Brisbane hospital’s robot Renaissance

Dr Brian Meade and CEO Chris Murphy with North West Private Hospital’s new da Vinci robot

The name da Vinci is synonymous with fine art and a genius who was ahead of his time.

Now, more than 500 years since he died, new robotic surgical technology named in honour of the Renaissance artist, scientist and inventor is helping to change lives in Brisbane and make complex surgery easier for some of Queensland’s top surgeons.

The da Vinci Xi system has arrived at North West Private Hospital in Everton Park in Brisbane’s northern suburbs and it is helping to support the latest surgical capabilities.

The technology is being used in a variety of procedures including colorectal, urology, gynaecology and general surgery.

Colorectal surgeon Dr Brian Meade performed the first surgery using the da Vinci Xi robot at North West in mid-May.

“For me, it’s about instrument advancements – it enhances ergonomics and my visualisation of tissues,” he said.

“It’s much easier to control instruments and optics, and improves dexterity and suturing in tight spaces.”

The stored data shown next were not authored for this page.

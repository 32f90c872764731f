//! TMDB metadata provider
//!
//! All requests are GETs against `{api_url}/{path}` with the API key and
//! `language=en-US` as query parameters. Responses are cached in Redis
//! through the [`cached!`] macro; the HTTP client carries a per-request
//! deadline so one slow call cannot stall a recommendation request.
use crate::{
    cached,
    db::{Cache, CacheKey},
    error::{AppError, AppResult},
    models::{
        person::{TmdbPersonCredits, TmdbPersonDetails},
        validate_page, DiscoverFilter, Keyword, MovieDetails, MovieId, MovieList, MoviePage,
        MovieSummary, Person, PersonCredits, PersonDetails, PersonId, Review, TmdbKeywords,
        TmdbMovie, TmdbMovieDetails, TmdbPage, Video, MAX_PAGE,
    },
    services::providers::MetadataProvider,
};
use reqwest::Client as HttpClient;
use serde::de::DeserializeOwned;
use std::time::Duration;

const DETAILS_CACHE_TTL: u64 = 86400; // 1 day
const LIST_CACHE_TTL: u64 = 3600; // 1 hour
const SEARCH_CACHE_TTL: u64 = 3600; // 1 hour
const LANGUAGE: &str = "en-US";

#[derive(Clone)]
pub struct TmdbProvider {
    http_client: HttpClient,
    api_key: String,
    api_url: String,
    image_base_url: String,
    cache: Cache,
}

impl TmdbProvider {
    pub fn new(
        cache: Cache,
        api_key: String,
        api_url: String,
        image_base_url: String,
        timeout: Duration,
    ) -> AppResult<Self> {
        let http_client = HttpClient::builder().timeout(timeout).build()?;

        Ok(Self {
            http_client,
            api_key,
            api_url: api_url.trim_end_matches('/').to_string(),
            image_base_url,
            cache,
        })
    }

    /// GET `{api_url}/{path}` with the API key, language and `extra` query parameters
    async fn get_json<T: DeserializeOwned>(
        &self,
        path: &str,
        extra: &[(&str, &str)],
    ) -> AppResult<T> {
        let url = format!("{}/{}", self.api_url, path);

        let response = self
            .http_client
            .get(&url)
            .query(&[("api_key", self.api_key.as_str()), ("language", LANGUAGE)])
            .query(extra)
            .send()
            .await?;

        if !response.status().is_success() {
            let status = response.status();
            let body = response.text().await.unwrap_or_default();
            tracing::error!(
                path = %path,
                status = %status,
                body = %body,
                "TMDB request failed"
            );
            if status == reqwest::StatusCode::NOT_FOUND {
                return Err(AppError::NotFound(format!("TMDB resource {} not found", path)));
            }
            return Err(AppError::ExternalApi(format!(
                "TMDB API returned status {}: {}",
                status, body
            )));
        }

        let response_text = response.text().await?;
        serde_json::from_str(&response_text).map_err(|e| {
            tracing::error!(
                error = %e,
                path = %path,
                "Failed to deserialize TMDB response"
            );
            AppError::ExternalApi(format!("Failed to parse TMDB response: {}", e))
        })
    }

    /// Fetches a paged movie list and converts it to summaries
    async fn get_movie_page(
        &self,
        path: &str,
        extra: &[(&str, &str)],
    ) -> AppResult<Vec<MovieSummary>> {
        Ok(self.get_paged(path, extra).await?.results)
    }

    /// Like [`Self::get_movie_page`] but keeps the paging metadata
    async fn get_paged(&self, path: &str, extra: &[(&str, &str)]) -> AppResult<MoviePage> {
        let page: TmdbPage<TmdbMovie> = self.get_json(path, extra).await?;
        Ok(MoviePage {
            page: page.page,
            total_pages: page.total_pages.min(MAX_PAGE),
            total_results: page.total_results,
            results: page
                .results
                .into_iter()
                .map(|movie| MovieSummary::from(movie).with_image_urls(&self.image_base_url))
                .collect(),
        })
    }
}

#[async_trait::async_trait]
impl MetadataProvider for TmdbProvider {
    async fn movie_details(&self, movie_id: MovieId) -> AppResult<MovieDetails> {
        cached!(
            self.cache,
            CacheKey::MovieDetails(movie_id),
            DETAILS_CACHE_TTL,
            async move {
                let raw: TmdbMovieDetails = self
                    .get_json(
                        &format!("movie/{}", movie_id),
                        &[("append_to_response", "credits")],
                    )
                    .await?;

                let mut details = MovieDetails::from(raw);
                details.summary = details.summary.with_image_urls(&self.image_base_url);

                tracing::debug!(
                    movie_id,
                    genres = details.genres.len(),
                    provider = "tmdb",
                    "Movie details fetched"
                );

                Ok::<_, AppError>(details)
            }
        )
    }

    async fn similar_movies(&self, movie_id: MovieId) -> AppResult<Vec<MovieSummary>> {
        cached!(
            self.cache,
            CacheKey::Similar(movie_id),
            LIST_CACHE_TTL,
            async move {
                let movies = self
                    .get_movie_page(
                        &format!("movie/{}/recommendations", movie_id),
                        &[("page", "1")],
                    )
                    .await?;

                tracing::debug!(
                    movie_id,
                    results = movies.len(),
                    provider = "tmdb",
                    "Similar movies fetched"
                );

                Ok::<_, AppError>(movies)
            }
        )
    }

    async fn search_movies(&self, query: &str) -> AppResult<Vec<MovieSummary>> {
        if query.trim().is_empty() {
            return Err(AppError::InvalidInput(
                "Search query cannot be empty".to_string(),
            ));
        }

        cached!(
            self.cache,
            CacheKey::Search(query.to_string()),
            SEARCH_CACHE_TTL,
            async move {
                let movies = self
                    .get_movie_page(
                        "search/movie",
                        &[
                            ("query", query.trim()),
                            ("page", "1"),
                            ("include_adult", "false"),
                        ],
                    )
                    .await?;

                tracing::info!(
                    query = %query,
                    results = movies.len(),
                    provider = "tmdb",
                    "Movie search completed"
                );

                Ok::<_, AppError>(movies)
            }
        )
    }

    async fn movie_list(&self, list: MovieList) -> AppResult<Vec<MovieSummary>> {
        cached!(
            self.cache,
            CacheKey::Listing(list.path().to_string()),
            LIST_CACHE_TTL,
            async move { self.get_movie_page(list.path(), &[]).await }
        )
    }

    async fn discover(&self, filter: DiscoverFilter, page: u32) -> AppResult<MoviePage> {
        let page = validate_page(page)?;

        cached!(
            self.cache,
            CacheKey::Listing(format!("{}:p{}", filter.cache_tag(), page)),
            LIST_CACHE_TTL,
            async move {
                let mut params = filter.query_params();
                params.push(("page", page.to_string()));
                let query: Vec<(&str, &str)> =
                    params.iter().map(|(k, v)| (*k, v.as_str())).collect();

                let listing = self.get_paged("discover/movie", &query).await?;

                tracing::debug!(
                    filter = %filter.cache_tag(),
                    page,
                    total_pages = listing.total_pages,
                    provider = "tmdb",
                    "Discover page fetched"
                );

                Ok::<_, AppError>(listing)
            }
        )
    }

    async fn movie_videos(&self, movie_id: MovieId) -> AppResult<Vec<Video>> {
        cached!(
            self.cache,
            CacheKey::Videos(movie_id),
            DETAILS_CACHE_TTL,
            async move {
                let page: TmdbPage<Video> = self
                    .get_json(&format!("movie/{}/videos", movie_id), &[])
                    .await?;
                Ok::<_, AppError>(page.results)
            }
        )
    }

    async fn movie_reviews(&self, movie_id: MovieId) -> AppResult<Vec<Review>> {
        cached!(
            self.cache,
            CacheKey::Reviews(movie_id),
            DETAILS_CACHE_TTL,
            async move {
                let page: TmdbPage<Review> = self
                    .get_json(&format!("movie/{}/reviews", movie_id), &[("page", "1")])
                    .await?;
                Ok::<_, AppError>(page.results)
            }
        )
    }

    async fn movie_keywords(&self, movie_id: MovieId) -> AppResult<Vec<Keyword>> {
        cached!(
            self.cache,
            CacheKey::Keywords(movie_id),
            DETAILS_CACHE_TTL,
            async move {
                let raw: TmdbKeywords = self
                    .get_json(&format!("movie/{}/keywords", movie_id), &[])
                    .await?;
                Ok::<_, AppError>(raw.keywords)
            }
        )
    }

    async fn search_people(&self, query: &str) -> AppResult<Vec<Person>> {
        if query.trim().is_empty() {
            return Err(AppError::InvalidInput(
                "Search query cannot be empty".to_string(),
            ));
        }

        cached!(
            self.cache,
            CacheKey::PeopleSearch(query.to_string()),
            SEARCH_CACHE_TTL,
            async move {
                let page: TmdbPage<Person> = self
                    .get_json(
                        "search/person",
                        &[
                            ("query", query.trim()),
                            ("page", "1"),
                            ("include_adult", "false"),
                        ],
                    )
                    .await?;

                let people: Vec<Person> = page
                    .results
                    .into_iter()
                    .map(|p| p.with_image_url(&self.image_base_url))
                    .collect();

                tracing::info!(
                    query = %query,
                    results = people.len(),
                    provider = "tmdb",
                    "People search completed"
                );

                Ok::<_, AppError>(people)
            }
        )
    }

    async fn person_details(&self, person_id: PersonId) -> AppResult<PersonDetails> {
        cached!(
            self.cache,
            CacheKey::Person(person_id),
            DETAILS_CACHE_TTL,
            async move {
                let raw: TmdbPersonDetails =
                    self.get_json(&format!("person/{}", person_id), &[]).await?;

                let mut details = PersonDetails::from(raw);
                details.person = details.person.with_image_url(&self.image_base_url);

                Ok::<_, AppError>(details)
            }
        )
    }

    async fn person_movie_credits(&self, person_id: PersonId) -> AppResult<PersonCredits> {
        cached!(
            self.cache,
            CacheKey::PersonCredits(person_id),
            DETAILS_CACHE_TTL,
            async move {
                let raw: TmdbPersonCredits = self
                    .get_json(&format!("person/{}/movie_credits", person_id), &[])
                    .await?;

                let credits = raw.into_credits(&self.image_base_url);

                tracing::debug!(
                    person_id,
                    cast = credits.cast.len(),
                    crew = credits.crew.len(),
                    provider = "tmdb",
                    "Person credits fetched"
                );

                Ok::<_, AppError>(credits)
            }
        )
    }

    fn name(&self) -> &'static str {
        "tmdb"
    }
}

The system allows the surgeon to control the robotic assistant from a console. The surgeon’s hand movements are translated to perform tiny movements within the body in real time.

Optimisation 3D vision, magnification and motion tremor control are designed to help the surgeon with greater dexterity and precision.

Colorectal surgeon Dr Brian Meade operates the da Vinci Xi machine

North West Private Hospital CEO Chris Murphy said the robotic technology would help empower surgeons with minimally-invasive surgical options for patients.

“We expect to have quite a number of surgeons utilising the robotic assistant for a variety of procedures,” he said.

“We’re looking forward to continuing to introduce new technology at North West, following our $55 million expansion last year, to help deliver excellent healthcare in Brisbane’s northern suburbs.”

The recent expansion boosted hospital capacity to 150 beds, increased the number of operating theatres from five to seven, and raised the number of oncology chairs from six to 10.

North West also now boasts a six-unit bed for intensive and critical care, a day rehabilitation service and a new retail pharmacy which services the hospital itself and the community.

The new four-level multilevel car park also recently opened, and Mr Murphy said the hospital was proud of the fact parking remains free.